Youthful Bookworms: Students' Experiences with Critical Literacies in the Context of the Ontario Secondary School Literacy Test

Quigley, Brenna 01 May 2018 (has links)
This qualitative multi-method study investigates potential construct-related outcomes of using a high-stakes standardized literacy test that is based on a limited construct. This study presents comprehensive construct and outcomes analyses of the Ontario Secondary School Literacy Test (OSSLT), as one example of a high-stakes literacy testing program, focusing on critical literacies in particular. Critical literacies are shown to be underrepresented in the test’s construct sample despite being valued in the relevant educational domain being measured. The two central research questions shaping this study are as follows: (1) What are students learning about critical literacies in an educational context that includes the OSSLT?; (2) How do students perceive the OSSLT to be contributing to, and/or hindering, their development of critical literacy skills? This study is structured as an arts-informed multiple case study. Participants included ten Grade 11 and 12 students who contributed to the study through multiple research activities, including interviews and group conversations, questionnaires, activity handouts, as well as journaling, photography, and graffiti walls activities.
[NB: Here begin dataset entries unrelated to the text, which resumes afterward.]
#[cfg(test)]
mod tests {
    use super::*;
    use crate::credential::MemorySessionStore;
    use std::sync::atomic::{AtomicUsize, Ordering};
    use std::time::Duration;
    use tokio::sync::Notify;

    struct GatedRefresher {
        calls: AtomicUsize,
        gate: Notify,
        fail: bool,
        shutdown: CancellationToken,
    }

    #[async_trait]
    impl TokenRefresher for GatedRefresher {
        async fn refresh(&self, current: &Credential) -> Result<Credential, RequestError> {
            self.calls.fetch_add(1, Ordering::SeqCst);
            tokio::select! {
                _ = self.gate.notified() => {}
                _ = self.shutdown.cancelled() => {
                    return Err(RequestError::Cancelled {
                        url: "http://localhost/auth/token/refresh".to_string(),
                    });
                }
            }
            if self.fail {
                Err(RequestError::refresh_failed("refresh token revoked"))
            } else {
                Ok(Credential::new("fresh", "r2", current.token_type.clone()))
            }
        }
    }

    struct Harness {
        coordinator: Arc<RefreshCoordinator>,
        refresher: Arc<GatedRefresher>,
        session: Arc<MemorySessionStore>,
        events: EventBus,
        shutdown: CancellationToken,
    }

    fn harness(fail: bool) -> Harness {
        let shutdown = CancellationToken::new();
        let refresher = Arc::new(GatedRefresher {
            calls: AtomicUsize::new(0),
            gate: Notify::new(),
            fail,
            shutdown: shutdown.clone(),
        });
        let session = Arc::new(MemorySessionStore::with_credential(Credential::new(
            "stale", "r1", "bearer",
        )));
        let events = EventBus::new(8);
        let coordinator = Arc::new(RefreshCoordinator::new(
            refresher.clone(),
            session.clone(),
            events.clone(),
            shutdown.clone(),
        ));
        Harness {
            coordinator,
            refresher,
            session,
            events,
            shutdown,
        }
    }

    fn spawn_waiters(
        coordinator: &Arc<RefreshCoordinator>,
        count: usize,
        generation: u64,
    ) -> Vec<tokio::task::JoinHandle<Result<(), RequestError>>> {
        (0..count)
            .map(|i| {
                let coordinator = Arc::clone(coordinator);
                tokio::spawn(async move {
                    let url = format!("http://localhost/items/{i}");
                    coordinator
                        .wait_for_refresh(&Method::GET, &url, generation, None)
                        .await
                })
            })
            .collect()
    }

    async fn until_queued(coordinator: &RefreshCoordinator, count: usize) {
        while coordinator.snapshot().queued < count {
            tokio::task::yield_now().await;
        }
    }

    #[tokio::test]
    async fn concurrent_waiters_share_one_refresh() {
        let h = harness(false);
        let generation = h.coordinator.generation();
        let waiters = spawn_waiters(&h.coordinator, 8, generation);

        until_queued(&h.coordinator, 8).await;
        assert!(h.coordinator.snapshot().refreshing);
        h.refresher.gate.notify_one();

        for waiter in waiters {
            waiter.await.unwrap().unwrap();
        }
        assert_eq!(h.refresher.calls.load(Ordering::SeqCst), 1);
        assert_eq!(h.session.current_credential().unwrap().access_token, "fresh");
        assert_eq!(
            h.coordinator.snapshot(),
            RefreshSnapshot {
                refreshing: false,
                queued: 0,
                cycles: 1,
                generation: generation + 1,
            }
        );
    }

    #[tokio::test]
    async fn late_rejection_after_refresh_replays_immediately() {
        let h = harness(false);
        let before = h.coordinator.generation();
        let waiters = spawn_waiters(&h.coordinator, 1, before);
        until_queued(&h.coordinator, 1).await;
        h.refresher.gate.notify_one();
        waiters.into_iter().next().unwrap().await.unwrap().unwrap();

        // dispatched with the old credential, rejected after the cycle ended
        h.coordinator
            .wait_for_refresh(&Method::GET, "http://localhost/late", before, None)
            .await
            .unwrap();
        assert_eq!(h.refresher.calls.load(Ordering::SeqCst), 1);
        assert_eq!(h.coordinator.snapshot().cycles, 1);
    }

    #[tokio::test]
    async fn failed_refresh_rejects_all_and_clears_session() {
        let h = harness(true);
        let mut events = h.events.subscribe();
        let waiters = spawn_waiters(&h.coordinator, 5, h.coordinator.generation());

        until_queued(&h.coordinator, 5).await;
        h.refresher.gate.notify_one();

        for waiter in waiters {
            let err = waiter.await.unwrap().unwrap_err();
            assert!(matches!(err, RequestError::RefreshFailed { ref reason } if reason == "refresh token revoked"));
        }
        assert_eq!(h.refresher.calls.load(Ordering::SeqCst), 1);
        assert!(!h.session.is_authenticated());

        let event = events.recv().await.unwrap();
        assert_eq!(event.event_name(), "session_expired");

        let snapshot = h.coordinator.snapshot();
        assert!(!snapshot.refreshing);
        assert_eq!(snapshot.cycles, 1);
        assert_eq!(snapshot.generation, 0);
    }

    #[tokio::test]
    async fn no_credential_fails_without_refreshing() {
        let h = harness(false);
        h.session.clear();
        let err = h
            .coordinator
            .wait_for_refresh(&Method::GET, "http://localhost/x", 0, None)
            .await
            .unwrap_err();
        assert!(matches!(err, RequestError::RefreshFailed { .. }));
        assert_eq!(h.refresher.calls.load(Ordering::SeqCst), 0);
        assert_eq!(h.coordinator.snapshot().cycles, 0);
    }

    #[tokio::test]
    async fn cancelled_waiter_leaves_others_untouched() {
        let h = harness(false);
        let token = CancellationToken::new();
        let cancelled = {
            let coordinator = Arc::clone(&h.coordinator);
            let token = token.clone();
            tokio::spawn(async move {
                coordinator
                    .wait_for_refresh(&Method::GET, "http://localhost/c", 0, Some(&token))
                    .await
            })
        };
        let others = spawn_waiters(&h.coordinator, 3, 0);
        until_queued(&h.coordinator, 4).await;

        token.cancel();
        let err = tokio::time::timeout(Duration::from_secs(1), cancelled)
            .await
            .unwrap()
            .unwrap()
            .unwrap_err();
        assert!(matches!(err, RequestError::Cancelled { .. }));

        h.refresher.gate.notify_one();
        for waiter in others {
            waiter.await.unwrap().unwrap();
        }
        assert_eq!(h.refresher.calls.load(Ordering::SeqCst), 1);
    }

    #[tokio::test]
    async fn shutdown_mid_refresh_keeps_the_session() {
        let h = harness(false);
        let mut events = h.events.subscribe();
        let waiters = spawn_waiters(&h.coordinator, 3, h.coordinator.generation());
        until_queued(&h.coordinator, 3).await;

        h.shutdown.cancel();
        for waiter in waiters {
            let err = waiter.await.unwrap().unwrap_err();
            assert!(matches!(err, RequestError::Cancelled { .. }), "{err:?}");
        }
        while h.coordinator.snapshot().refreshing {
            tokio::task::yield_now().await;
        }

        assert!(h.session.is_authenticated());
        assert_eq!(h.session.current_credential().unwrap().access_token, "stale");
        assert_eq!(h.coordinator.snapshot().generation, 0);
        assert!(matches!(
            events.try_recv(),
            Err(tokio::sync::broadcast::error::TryRecvError::Empty)
        ));
    }
}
The findings of the outcomes analysis (1) identify limitations with regards to students’ understandings of literacy, including being unfamiliar with a concept of critical literacies; (2) demonstrate that students align their understandings of literacies with the reading and writing skills that are valued on the high-stakes literacy test while also wondering what else might count as literacy; and (3) suggest that the OSSLT is perceived by students to be influencing their literate identities, their relationships with literacies, and their learning trajectories. As an original contribution to knowledge, this study demonstrates how an in-depth analysis of a test’s literacy construct can be performed, and this study presents a qualitative multi-method methodology for conducting research into the outcomes of literacy education in an educational context that includes a high-stakes literacy test.